> **Your instructions**
Could you set down exactly the lines in the records below between the line holding "query parameters, or" and the line holding "-> Result<Json<ApiResponse<RoundTripFlights>>, AppError>", inclusive?

> **Data records**
-------------------------

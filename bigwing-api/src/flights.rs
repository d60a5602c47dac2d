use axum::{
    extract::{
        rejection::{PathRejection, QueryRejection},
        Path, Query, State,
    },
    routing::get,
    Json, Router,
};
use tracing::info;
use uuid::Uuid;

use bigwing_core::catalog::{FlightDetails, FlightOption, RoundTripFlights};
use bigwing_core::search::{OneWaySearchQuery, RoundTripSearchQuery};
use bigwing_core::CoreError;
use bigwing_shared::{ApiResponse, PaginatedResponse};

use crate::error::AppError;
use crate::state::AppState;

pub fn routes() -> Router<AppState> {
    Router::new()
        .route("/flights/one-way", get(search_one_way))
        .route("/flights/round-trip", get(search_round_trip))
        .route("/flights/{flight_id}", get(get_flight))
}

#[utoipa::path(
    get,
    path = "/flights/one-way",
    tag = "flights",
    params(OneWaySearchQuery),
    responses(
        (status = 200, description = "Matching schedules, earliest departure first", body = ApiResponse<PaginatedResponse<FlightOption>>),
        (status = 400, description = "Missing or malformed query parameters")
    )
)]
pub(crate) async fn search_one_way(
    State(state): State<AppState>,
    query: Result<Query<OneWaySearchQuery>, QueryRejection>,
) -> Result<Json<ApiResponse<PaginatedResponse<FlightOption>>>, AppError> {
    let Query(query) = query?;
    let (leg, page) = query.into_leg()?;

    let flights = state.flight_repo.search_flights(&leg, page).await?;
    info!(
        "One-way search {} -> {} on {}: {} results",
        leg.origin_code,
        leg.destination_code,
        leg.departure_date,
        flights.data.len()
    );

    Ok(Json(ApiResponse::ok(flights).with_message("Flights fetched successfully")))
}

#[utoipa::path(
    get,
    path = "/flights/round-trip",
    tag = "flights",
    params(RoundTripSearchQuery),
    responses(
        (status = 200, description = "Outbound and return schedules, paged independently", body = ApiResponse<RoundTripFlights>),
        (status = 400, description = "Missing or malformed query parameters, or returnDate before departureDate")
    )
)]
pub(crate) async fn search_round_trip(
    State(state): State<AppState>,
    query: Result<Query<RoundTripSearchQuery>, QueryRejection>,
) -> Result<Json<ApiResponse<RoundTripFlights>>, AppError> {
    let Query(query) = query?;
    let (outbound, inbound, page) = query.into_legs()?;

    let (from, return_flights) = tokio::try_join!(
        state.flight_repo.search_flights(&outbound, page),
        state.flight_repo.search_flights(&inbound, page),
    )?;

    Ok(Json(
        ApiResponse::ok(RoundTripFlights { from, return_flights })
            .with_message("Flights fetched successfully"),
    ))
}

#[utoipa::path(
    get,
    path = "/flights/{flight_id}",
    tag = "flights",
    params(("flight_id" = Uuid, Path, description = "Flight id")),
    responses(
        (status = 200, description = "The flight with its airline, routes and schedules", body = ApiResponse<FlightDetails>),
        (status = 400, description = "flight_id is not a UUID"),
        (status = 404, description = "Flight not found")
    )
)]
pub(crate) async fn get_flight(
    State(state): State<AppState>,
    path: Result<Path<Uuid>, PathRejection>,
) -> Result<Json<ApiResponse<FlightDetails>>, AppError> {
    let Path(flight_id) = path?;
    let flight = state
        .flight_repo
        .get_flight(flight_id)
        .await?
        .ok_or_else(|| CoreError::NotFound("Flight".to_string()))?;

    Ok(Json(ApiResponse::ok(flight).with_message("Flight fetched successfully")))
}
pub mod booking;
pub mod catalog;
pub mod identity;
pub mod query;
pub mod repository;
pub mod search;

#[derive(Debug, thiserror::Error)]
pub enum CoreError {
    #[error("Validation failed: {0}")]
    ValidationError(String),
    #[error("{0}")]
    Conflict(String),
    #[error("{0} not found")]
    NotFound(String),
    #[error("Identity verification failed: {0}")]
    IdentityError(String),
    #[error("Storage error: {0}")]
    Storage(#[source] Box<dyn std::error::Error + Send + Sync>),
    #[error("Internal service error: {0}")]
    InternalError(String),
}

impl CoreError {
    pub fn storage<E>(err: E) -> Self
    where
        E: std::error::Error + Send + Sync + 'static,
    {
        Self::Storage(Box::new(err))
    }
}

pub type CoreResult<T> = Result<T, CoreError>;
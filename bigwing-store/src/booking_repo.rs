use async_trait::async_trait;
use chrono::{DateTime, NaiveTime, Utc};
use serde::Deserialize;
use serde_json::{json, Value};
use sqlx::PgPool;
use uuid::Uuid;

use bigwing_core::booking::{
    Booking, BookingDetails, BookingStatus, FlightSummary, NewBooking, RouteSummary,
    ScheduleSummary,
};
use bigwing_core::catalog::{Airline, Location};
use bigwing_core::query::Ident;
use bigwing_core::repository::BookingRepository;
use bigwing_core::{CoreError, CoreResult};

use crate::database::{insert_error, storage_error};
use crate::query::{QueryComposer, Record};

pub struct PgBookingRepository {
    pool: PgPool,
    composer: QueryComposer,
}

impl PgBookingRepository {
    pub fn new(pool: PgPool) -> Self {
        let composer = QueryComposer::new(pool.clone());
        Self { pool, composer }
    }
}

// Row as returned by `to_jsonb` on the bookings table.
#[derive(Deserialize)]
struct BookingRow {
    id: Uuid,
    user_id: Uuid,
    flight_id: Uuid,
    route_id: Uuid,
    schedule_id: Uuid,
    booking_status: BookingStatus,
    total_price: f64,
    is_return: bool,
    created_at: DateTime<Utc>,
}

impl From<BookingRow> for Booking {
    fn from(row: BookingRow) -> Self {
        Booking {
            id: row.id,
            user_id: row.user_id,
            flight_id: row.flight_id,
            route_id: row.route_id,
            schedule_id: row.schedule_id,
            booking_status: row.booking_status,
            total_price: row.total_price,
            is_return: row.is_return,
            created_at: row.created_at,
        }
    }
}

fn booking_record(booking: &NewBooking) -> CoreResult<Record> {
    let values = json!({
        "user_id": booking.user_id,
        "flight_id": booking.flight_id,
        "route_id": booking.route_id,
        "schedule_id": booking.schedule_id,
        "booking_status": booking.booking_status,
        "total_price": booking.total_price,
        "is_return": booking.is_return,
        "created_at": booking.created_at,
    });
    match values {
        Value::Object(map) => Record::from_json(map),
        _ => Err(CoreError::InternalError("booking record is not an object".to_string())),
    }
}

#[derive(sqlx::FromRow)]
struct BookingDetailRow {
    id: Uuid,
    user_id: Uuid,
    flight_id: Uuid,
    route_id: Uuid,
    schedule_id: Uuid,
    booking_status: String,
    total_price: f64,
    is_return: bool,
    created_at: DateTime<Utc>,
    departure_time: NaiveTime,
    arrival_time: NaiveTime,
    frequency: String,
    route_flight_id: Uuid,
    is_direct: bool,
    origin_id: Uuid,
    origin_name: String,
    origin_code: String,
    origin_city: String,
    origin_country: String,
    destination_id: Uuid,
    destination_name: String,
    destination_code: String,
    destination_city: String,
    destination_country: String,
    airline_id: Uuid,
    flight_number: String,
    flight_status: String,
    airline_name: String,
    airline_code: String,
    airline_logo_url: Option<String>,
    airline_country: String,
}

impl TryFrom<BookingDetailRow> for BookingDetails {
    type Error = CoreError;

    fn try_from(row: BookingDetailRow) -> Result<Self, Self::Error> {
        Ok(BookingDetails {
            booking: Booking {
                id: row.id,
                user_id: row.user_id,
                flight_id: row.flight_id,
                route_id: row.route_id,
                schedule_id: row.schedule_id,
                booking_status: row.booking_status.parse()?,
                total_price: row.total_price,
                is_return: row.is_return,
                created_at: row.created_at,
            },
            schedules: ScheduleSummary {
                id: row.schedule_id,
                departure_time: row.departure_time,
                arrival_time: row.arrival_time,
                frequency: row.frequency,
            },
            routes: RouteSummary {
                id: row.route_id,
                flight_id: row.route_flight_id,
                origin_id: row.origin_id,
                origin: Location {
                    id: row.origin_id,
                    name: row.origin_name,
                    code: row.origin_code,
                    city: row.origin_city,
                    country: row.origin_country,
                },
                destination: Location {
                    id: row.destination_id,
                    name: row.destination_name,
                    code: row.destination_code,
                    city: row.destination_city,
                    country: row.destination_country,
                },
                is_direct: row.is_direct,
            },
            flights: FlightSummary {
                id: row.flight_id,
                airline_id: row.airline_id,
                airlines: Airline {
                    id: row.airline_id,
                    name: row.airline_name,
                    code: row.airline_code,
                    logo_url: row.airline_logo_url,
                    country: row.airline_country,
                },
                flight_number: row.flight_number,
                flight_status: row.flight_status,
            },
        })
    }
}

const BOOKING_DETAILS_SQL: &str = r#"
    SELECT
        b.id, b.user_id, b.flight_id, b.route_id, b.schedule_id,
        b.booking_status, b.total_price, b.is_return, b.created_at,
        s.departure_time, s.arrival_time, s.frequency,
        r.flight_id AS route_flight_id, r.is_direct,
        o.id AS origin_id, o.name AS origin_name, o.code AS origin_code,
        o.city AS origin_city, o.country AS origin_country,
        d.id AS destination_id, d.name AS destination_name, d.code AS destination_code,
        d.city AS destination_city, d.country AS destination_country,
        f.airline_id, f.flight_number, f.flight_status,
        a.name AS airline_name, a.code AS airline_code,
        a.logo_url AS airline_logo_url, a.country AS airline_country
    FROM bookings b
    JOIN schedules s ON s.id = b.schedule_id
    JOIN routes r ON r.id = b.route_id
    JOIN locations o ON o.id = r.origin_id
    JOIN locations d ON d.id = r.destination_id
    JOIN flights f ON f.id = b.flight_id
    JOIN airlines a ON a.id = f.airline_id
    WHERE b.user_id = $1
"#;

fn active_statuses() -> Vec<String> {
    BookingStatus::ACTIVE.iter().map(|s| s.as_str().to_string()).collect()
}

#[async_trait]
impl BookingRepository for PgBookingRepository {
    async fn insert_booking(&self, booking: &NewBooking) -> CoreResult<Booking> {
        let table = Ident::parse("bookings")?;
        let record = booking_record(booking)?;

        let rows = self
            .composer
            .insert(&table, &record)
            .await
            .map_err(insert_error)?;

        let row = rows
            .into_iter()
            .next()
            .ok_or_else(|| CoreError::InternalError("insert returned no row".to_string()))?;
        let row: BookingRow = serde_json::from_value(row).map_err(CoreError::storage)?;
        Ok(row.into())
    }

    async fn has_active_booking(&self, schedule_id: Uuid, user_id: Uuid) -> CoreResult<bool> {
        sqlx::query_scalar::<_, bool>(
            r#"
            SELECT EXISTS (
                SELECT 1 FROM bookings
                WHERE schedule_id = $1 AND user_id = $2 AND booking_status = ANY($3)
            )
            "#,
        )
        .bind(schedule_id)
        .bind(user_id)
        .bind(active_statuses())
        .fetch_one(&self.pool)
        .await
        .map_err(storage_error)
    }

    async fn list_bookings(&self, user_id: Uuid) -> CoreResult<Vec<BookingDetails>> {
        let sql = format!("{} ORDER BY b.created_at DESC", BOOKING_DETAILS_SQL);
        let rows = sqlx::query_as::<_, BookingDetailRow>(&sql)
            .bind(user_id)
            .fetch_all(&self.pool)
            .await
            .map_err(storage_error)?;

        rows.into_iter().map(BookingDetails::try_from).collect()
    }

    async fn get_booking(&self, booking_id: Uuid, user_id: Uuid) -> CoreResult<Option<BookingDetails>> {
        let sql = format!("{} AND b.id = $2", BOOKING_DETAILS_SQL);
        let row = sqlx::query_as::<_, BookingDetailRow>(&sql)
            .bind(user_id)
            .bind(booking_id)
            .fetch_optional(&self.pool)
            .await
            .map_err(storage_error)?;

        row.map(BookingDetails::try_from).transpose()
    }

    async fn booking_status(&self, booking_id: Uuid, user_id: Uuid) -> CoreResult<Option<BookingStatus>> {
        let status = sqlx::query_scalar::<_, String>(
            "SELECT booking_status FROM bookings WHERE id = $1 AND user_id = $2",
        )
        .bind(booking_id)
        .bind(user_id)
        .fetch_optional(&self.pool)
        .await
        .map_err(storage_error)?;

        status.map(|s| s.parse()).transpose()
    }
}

-------------------------

> **Result for this exercise**
        (status = 400, description = "Missing or malformed query parameters, or returnDate before departureDate")
    )
)]
pub(crate) async fn search_round_trip(
    State(state): State<AppState>,
    query: Result<Query<RoundTripSearchQuery>, QueryRejection>,
) -> Result<Json<ApiResponse<RoundTripFlights>>, AppError> {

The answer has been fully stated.